- Born: 1976 (age 49–50) Arutla village, Telangana, India
- Occupation: Stone-cutter
- Years active: 2003–2018 (confirmed) 2003–2020 (alleged)
- Criminal status: Incarcerated
- Convictions: Murder (x16); Larceny (x4); Escaping police custody;
- Criminal charge: Murder (x2)
- Penalty: Life imprisonment
- Escaped: December 2011
- Escape end: May 13, 2013

Details
- Victims: 16–18
- Country: India
- State: Telangana
- Date apprehended: October 14, 2009 May 13, 2013 2018 January 26, 2021

= Maina Ramulu =

Indian serial killer

Maina Ramulu (born 1976) is an Indian serial killer who murdered 16 to 18 women in India during three to four separate murder sprees.

Between 2003 and 2009, Ramulu murdered nine women in Hyderabad, India. He was later caught given a life sentence, but he escaped from a psychiatric hospital in 2011 and murdered five more women. In 2013, Ramulu was caught again and received a life sentence. However, after filing an appeal with the Telangana high court, he was released from prison in 2018 and murdered two more women that year. Ramulu was released again and is now suspected of murdering two more women in 2020.

== Early life ==
Ramulu was born in Arutla village, Telangana, India. When he was older, he worked as a stone-cutter.

When Maina Ramulu was 21-years-old, his family arranged a marriage for him. However, a few days after their wedding, his wife eloped with another man. This caused Ramulu to develop a hatred for women. He started to harass women, and began murdering them in 2003.

== Murders ==

=== First murder spree (2003–2009) ===
Maina Ramulu started murdering women in Hyderabad, India, in 2003. His modus operandi consisted of finding single women in toddy shops and drinking with them. After the women were intoxicated, Ramulu would wait for everyone else in the toddy shop to leave, and then strangle his victims to death with their saris and steal their valuables.

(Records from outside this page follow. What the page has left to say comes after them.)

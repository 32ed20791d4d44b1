use chrono::{DateTime, NaiveDateTime, TimeZone};
use chrono_english::{Dialect, parse_date_string};

use crate::{Error, Result};

const FORMATS: [&str; 3] = ["%Y-%m-%dT%H:%M:%S", "%Y-%m-%d %H:%M:%S", "%Y-%m-%dT%H:%M"];

/// Read a reference instant from text, in `now`'s timezone.
///
/// Accepts `now`, an ISO-like local timestamp (`2024-01-01T10:05:00` or
/// `2024-01-01 10:05:00`), or an English phrase relative to `now` such as
/// `"next friday 8pm"` or `"2 days ago"`.
///
/// # Example
/// ```
/// use chrono::{TimeZone, Utc};
/// use cronsec::parse_reference;
///
/// let now = Utc.with_ymd_and_hms(2024, 1, 1, 0, 0, 0).unwrap();
/// let at = parse_reference("2024-03-05 06:07:08", &now).unwrap();
/// assert_eq!(at, Utc.with_ymd_and_hms(2024, 3, 5, 6, 7, 8).unwrap());
/// ```
pub fn parse_reference<Tz>(text: &str, now: &DateTime<Tz>) -> Result<DateTime<Tz>>
where
    Tz: TimeZone,
    Tz::Offset: Copy,
{
    let text = text.trim();
    if text.eq_ignore_ascii_case("now") {
        return Ok(now.clone());
    }

    for format in FORMATS {
        if let Ok(naive) = NaiveDateTime::parse_from_str(text, format) {
            return now.timezone().from_local_datetime(&naive).earliest().ok_or_else(|| Error::InvalidReference {
                input: text.to_string(),
                reason: "local time does not exist in this timezone".to_string(),
            });
        }
    }

    parse_date_string(text, now.clone(), Dialect::Us)
        .map_err(|err| Error::InvalidReference { input: text.to_string(), reason: err.to_string() })
}
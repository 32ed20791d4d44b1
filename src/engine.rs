//! The search engine.
//!
//! Given an expression, a reference instant, a skip count, a direction and
//! whether the reference itself may count, the engine finds the nearest
//! instant that satisfies every field.
//!
//! ## How a search runs
//!
//! ```text
//! reference ── truncate to whole seconds ── candidate (wall clock)
//!                                              │
//!      ┌───────────────────────────────────────┘
//!      v
//!   for each position in YEAR, MONTH, DAY, WEEKDAY, HOUR, MINUTE, SECOND
//!      token satisfied? (any comma element)
//!        no  -> grammar.increment(candidate), restart from YEAR
//!      │
//!      v  all satisfied
//!   map wall clock into the timezone (gap: skip the hour, repeated hour: try both)
//!   reference excluded or matches left to skip? -> step one second, restart
//!   otherwise return
//! ```
//!
//! Restarting from the coarsest field matters: moving to a new month can
//! invalidate a day that was already accepted. The loop is capped at
//! [`MAX_ITERATIONS`] so that impossible expressions (`0 0 0 31 2 *`) end with
//! [`crate::Error::NoMatchFound`] instead of spinning forever.
//!
//! ## Responsibilities by module
//!
//! - `search.rs`: [`Searcher`], the loop itself and timezone mapping.
//! - `metrics.rs`: per-run counters returned by `Searcher::run_with_metrics`.
//!
//! ## Debugging
//!
//! Every rejected field is logged at `trace` level under the `cronsec::engine`
//! target, results at `debug`. The CLI reads its filter from `CRONSEC_LOG`.

#[path = "engine/metrics.rs"]
mod metrics;
#[path = "engine/search.rs"]
mod search;


pub use metrics::{SearchMetrics, SearchRun};
pub use search::{MAX_ITERATIONS, Searcher};
use chrono::{NaiveDateTime, Timelike};

use super::FieldGrammar;
use super::calendar::{Grain, step};
use super::token::{Atom, Domain, part_matches};
use crate::Position;

const DOMAIN: Domain = Domain::cyclic(0, 59);

/// Seconds, `0-59`. Allows `* , / -`.
#[derive(Debug, Clone, Copy, Default)]
pub struct SecondField;

impl FieldGrammar for SecondField {
    fn position(&self) -> Position {
        Position::Second
    }

    fn validate_part(&self, part: &str) -> bool {
        Atom::parse(part, DOMAIN, &[]).is_some()
    }

    fn is_satisfied_by(&self, instant: &NaiveDateTime, part: &str) -> bool {
        part_matches(part, instant.second(), DOMAIN, &[])
    }

    fn increment(&self, instant: NaiveDateTime, invert: bool) -> NaiveDateTime {
        step(Grain::Second, instant, invert)
    }
}
use chrono::{NaiveDateTime, Timelike};

use super::FieldGrammar;
use super::calendar::{Grain, step};
use super::token::{Atom, Domain, part_matches};
use crate::Position;

const DOMAIN: Domain = Domain::cyclic(0, 59);

/// Minutes, `0-59`.
#[derive(Debug, Clone, Copy, Default)]
pub struct MinuteField;

impl FieldGrammar for MinuteField {
    fn position(&self) -> Position {
        Position::Minute
    }

    fn validate_part(&self, part: &str) -> bool {
        Atom::parse(part, DOMAIN, &[]).is_some()
    }

    fn is_satisfied_by(&self, instant: &NaiveDateTime, part: &str) -> bool {
        part_matches(part, instant.minute(), DOMAIN, &[])
    }

    fn increment(&self, instant: NaiveDateTime, invert: bool) -> NaiveDateTime {
        step(Grain::Minute, instant, invert)
    }
}
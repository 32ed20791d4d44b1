//! Cron expressions with second-level granularity.
//!
//! An expression has six or seven whitespace-separated fields:
//!
//! ```text
//! second  minute  hour  day-of-month  month  day-of-week  [year]
//! ```
//!
//! Each field holds `*`, a value, a range `a-b`, a step `a/n` / `*/n`, or a
//! comma list of those. [`Expression`] validates and stores the fields; the
//! search engine (`engine`) walks a candidate instant field by field until it
//! satisfies all of them, and the due check is a self-inclusive search.
//!
//! ```
//! use chrono::{TimeZone, Utc};
//! use cronsec::Expression;
//!
//! let expr = Expression::parse("0 30 * * * *").unwrap();
//! let from = Utc.with_ymd_and_hms(2024, 1, 1, 10, 5, 0).unwrap();
//! let next = expr.next_match(&from, 0, false).unwrap();
//! assert_eq!(next, Utc.with_ymd_and_hms(2024, 1, 1, 10, 30, 0).unwrap());
//! ```

#[macro_use]
mod macros;
mod api;
mod engine;
mod error;
mod expression;
mod field;
mod reference;

use std::fmt;
use std::str::FromStr;

pub use api::{
    Context, DayMatch, Options, is_due_with, next_match_with, previous_match_with, search_verbose_with,
};
pub use engine::{MAX_ITERATIONS, SearchMetrics, SearchRun, Searcher};
pub use error::{Error, Result};
pub use expression::{Expression, Matches};
pub use field::{FieldGrammar, FieldRegistry, FieldSet};
pub use reference::parse_reference;

// --- Field positions ---------------------------------------------------------

/// A field slot in an expression, numbered by its position in the text.
#[derive(Debug, Clone, Copy, PartialEq, Eq, Hash, PartialOrd, Ord)]
pub enum Position {
    Second = 0,
    Minute = 1,
    Hour = 2,
    Day = 3,
    Month = 4,
    Weekday = 5,
    Year = 6,
}

impl Position {
    /// All positions in storage (text) order.
    pub const ALL: [Position; 7] = [
        Position::Second,
        Position::Minute,
        Position::Hour,
        Position::Day,
        Position::Month,
        Position::Weekday,
        Position::Year,
    ];

    /// Evaluation order of the search engine: coarsest unit first, with the
    /// weekday treated as a day-granularity constraint.
    pub const PRIORITY: [Position; 7] = [
        Position::Year,
        Position::Month,
        Position::Day,
        Position::Weekday,
        Position::Hour,
        Position::Minute,
        Position::Second,
    ];

    pub const fn index(self) -> usize {
        self as usize
    }

    pub const fn name(self) -> &'static str {
        match self {
            Position::Second => "second",
            Position::Minute => "minute",
            Position::Hour => "hour",
            Position::Day => "day-of-month",
            Position::Month => "month",
            Position::Weekday => "day-of-week",
            Position::Year => "year",
        }
    }
}

impl TryFrom<usize> for Position {
    type Error = Error;

    fn try_from(index: usize) -> Result<Self> {
        Position::ALL.get(index).copied().ok_or(Error::InvalidPosition(index))
    }
}

impl fmt::Display for Position {
    fn fmt(&self, f: &mut fmt::Formatter<'_>) -> fmt::Result {
        f.write_str(self.name())
    }
}

impl FromStr for Position {
    type Err = Error;

    /// Accepts a numeric index (`"0"`..`"6"`) or a field name (`"minute"`, `"weekday"`, ...).
    fn from_str(s: &str) -> Result<Self> {
        if let Ok(index) = s.parse::<usize>() {
            return Position::try_from(index);
        }

        match s.to_ascii_lowercase().as_str() {
            "second" | "seconds" => Ok(Position::Second),
            "minute" | "minutes" => Ok(Position::Minute),
            "hour" | "hours" => Ok(Position::Hour),
            "day" | "day-of-month" | "dom" => Ok(Position::Day),
            "month" | "months" => Ok(Position::Month),
            "weekday" | "day-of-week" | "dow" => Ok(Position::Weekday),
            "year" | "years" => Ok(Position::Year),
            _ => Err(Error::UnknownPosition(s.to_string())),
        }
    }
}
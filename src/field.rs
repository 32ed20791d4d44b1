//! Field grammars.
//!
//! Every calendar unit of an expression gets a [`FieldGrammar`]: a stateless
//! value that knows the unit's token syntax, how to test a single list element
//! against an instant, and how to step an instant by one unit.
//!
//! ## How the parts fit
//!
//! ```text
//! token.rs     Atom / Domain: shared `*`, value, range, step grammar
//! calendar.rs  unit boundaries, month lengths, weekday helpers
//! second.rs .. year.rs
//!              one grammar per unit; day-of-month and day-of-week add
//!              their own forms (`L`, `W`, `#`) on top of `Atom`
//! registry.rs  FieldRegistry: position -> grammar, built eagerly
//! ```
//!
//! ## Invariants
//!
//! - Grammars hold no state, so a registry can be shared between threads and
//!   searches without locking.
//! - `increment` only moves the instant. It never re-checks other fields; the
//!   search engine restarts from the coarsest field after every step.
//! - Coarse increments land on a unit boundary: the first second of the next
//!   unit going forward, the last second of the previous unit going backward.

#[path = "field/calendar.rs"]
pub(crate) mod calendar;
#[path = "field/day_of_month.rs"]
mod day_of_month;
#[path = "field/day_of_week.rs"]
mod day_of_week;
#[path = "field/hour.rs"]
mod hour;
#[path = "field/minute.rs"]
mod minute;
#[path = "field/month.rs"]
mod month;
#[path = "field/registry.rs"]
mod registry;
#[path = "field/second.rs"]
mod second;
#[path = "field/token.rs"]
pub(crate) mod token;
#[path = "field/year.rs"]
mod year;

#[cfg(test)]
#[path = "field/tests.rs"]
mod tests;

use std::fmt;

use chrono::NaiveDateTime;

use crate::Position;

pub use day_of_month::DayOfMonthField;
pub use day_of_week::DayOfWeekField;
pub use hour::HourField;
pub use minute::MinuteField;
pub use month::MonthField;
pub use registry::{DEFAULT_REGISTRY, FieldRegistry};
pub use second::SecondField;
pub use year::YearField;

/// The capability set of one calendar unit.
pub trait FieldGrammar: fmt::Debug + Send + Sync {
    /// The slot this grammar is registered for.
    fn position(&self) -> Position;

    /// Check a single list element (no commas) for syntax and domain bounds.
    fn validate_part(&self, part: &str) -> bool;

    /// Whether the instant's value for this unit satisfies a single list
    /// element. Malformed elements are never satisfied.
    fn is_satisfied_by(&self, instant: &NaiveDateTime, part: &str) -> bool;

    /// Step the instant by one unit of this field, backwards when `invert`.
    fn increment(&self, instant: NaiveDateTime, invert: bool) -> NaiveDateTime;

    /// Check a whole token, comma lists included.
    fn validate(&self, token: &str) -> bool {
        !token.is_empty() && token.split(',').all(|part| self.validate_part(part))
    }

    /// A token is satisfied when any element of its comma list is.
    fn is_token_satisfied(&self, instant: &NaiveDateTime, token: &str) -> bool {
        token.split(',').map(str::trim).any(|part| self.is_satisfied_by(instant, part))
    }
}

bitflags::bitflags! {
    /// A set of field positions, indexed like [`Position`].
    #[derive(Debug, Clone, Copy, PartialEq, Eq, Hash)]
    pub struct FieldSet: u8 {
        const SECOND  = 1 << 0;
        const MINUTE  = 1 << 1;
        const HOUR    = 1 << 2;
        const DAY     = 1 << 3;
        const MONTH   = 1 << 4;
        const WEEKDAY = 1 << 5;
        const YEAR    = 1 << 6;
    }
}

impl FieldSet {
    pub const fn of(position: Position) -> FieldSet {
        FieldSet::from_bits_truncate(1 << position.index())
    }

    pub fn contains_position(&self, position: Position) -> bool {
        self.contains(FieldSet::of(position))
    }

    /// Positions in the set, in storage order.
    pub fn positions(&self) -> impl Iterator<Item = Position> + '_ {
        Position::ALL.into_iter().filter(|p| self.contains_position(*p))
    }
}
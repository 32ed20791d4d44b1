use crate::Position;

/// Everything that can go wrong while building or evaluating an expression.
///
/// Errors are reported at the point of failure; an operation that fails
/// leaves the expression it was called on untouched.
#[derive(Debug, Clone, PartialEq, Eq, thiserror::Error)]
pub enum Error {
    /// The text does not split into 6 or 7 fields.
    #[error("`{0}` is not a valid cron expression: expected 6 or 7 fields")]
    MalformedExpression(String),

    /// A field token failed its grammar.
    #[error("invalid value `{token}` for the {position} field (position {index})", index = .position.index())]
    InvalidField { position: Position, token: String },

    /// The bounded search ran out of iterations. This signals an expression
    /// that can never match, such as February 31st.
    #[error("no matching time found within {iterations} iterations")]
    NoMatchFound { iterations: usize },

    #[error("{0} is not a valid field position")]
    InvalidPosition(usize),

    #[error("unknown field name `{0}`")]
    UnknownPosition(String),

    /// A reference time given as text could not be understood.
    #[error("invalid reference time `{input}`: {reason}")]
    InvalidReference { input: String, reason: String },
}

pub type Result<T, E = Error> = std::result::Result<T, E>;

#[cfg(test)]
mod tests {
    use super::*;

    #[test]
    fn invalid_field_names_position_and_token() {
        let err = Error::InvalidField { position: Position::Second, token: "99".to_string() };
        assert_eq!(err.to_string(), "invalid value `99` for the second field (position 0)");
    }

    #[test]
    fn no_match_reports_iteration_budget() {
        let err = Error::NoMatchFound { iterations: 1000 };
        assert_eq!(err.to_string(), "no matching time found within 1000 iterations");
    }
}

After murdering a woman in September 2009, police apprehended him in the Raiduragam toddy compound on October 14, 2009. The police then retrieved a pair of silver circlets, a pair of ear studs, four silver rings, two motorcycles, and a Nokia phone from Ramulu's home. Ramulu confessed to the murders, but claimed to have done so unknowingly while inebriated. Ramulu was sentenced to life in prison for the murders on February 21, 2011, and taken to the Central Cherlapally Prison to live out his sentence.

=== Second murder spree (2012–2013) ===
In February 2011, Ramulu was admitted to a psychiatric hospital for treatment. In December of that year, Ramulu and five other inmates escaped from the hospital. After his escape, he murdered five more women in Bowenpally, Chandanagar, and Dundigal. On May 13, 2013, he was apprehended by the Bowenpally police and sent back to prison.

=== Third murder spree (2018) ===
Following an appeal petition filed with the high court of Telangana, Ramulu was released from prison in 2018. While free, he murdered two more women in Shamirpet and Patancheru. He was subsequently arrested and sent back to prison again.

=== Fourth alleged murder spree (2020) ===
In 2020, Ramulu filed another appeal with the Telangana high court, and was released from prison on July 31, 2020. Ramulu is now accused of murdering two more women in 2020. On December 10, 2020, he allegedly met a woman at a toddy shop in Bala Nagar. After he offered to pay her money in exchange for sex, the two went to a secluded area of the Japta Singayapalli village, where he strangled her to death. The victim is still unidentified, and estimated to be between 35 and 45-years-old. Then, on December 30, 2020, Ramulu allegedly met Kavala Venkatamama, 50, at the Yousufguda toddy shop in Jubilee Hills. The two then went to an isolated area of the Ankushapur village, where he beat her to death with a boulder.

After the bodies of the victims were found, the Hyderabad and Rachakonda police departments formed a task force to catch the perpetrator. They identified Maina Ramulu as the perpetrator after reviewing CCTV footage, which showed him with the two women shortly before their deaths. He was then arrested on January 26, 2021, and charged with the two murders.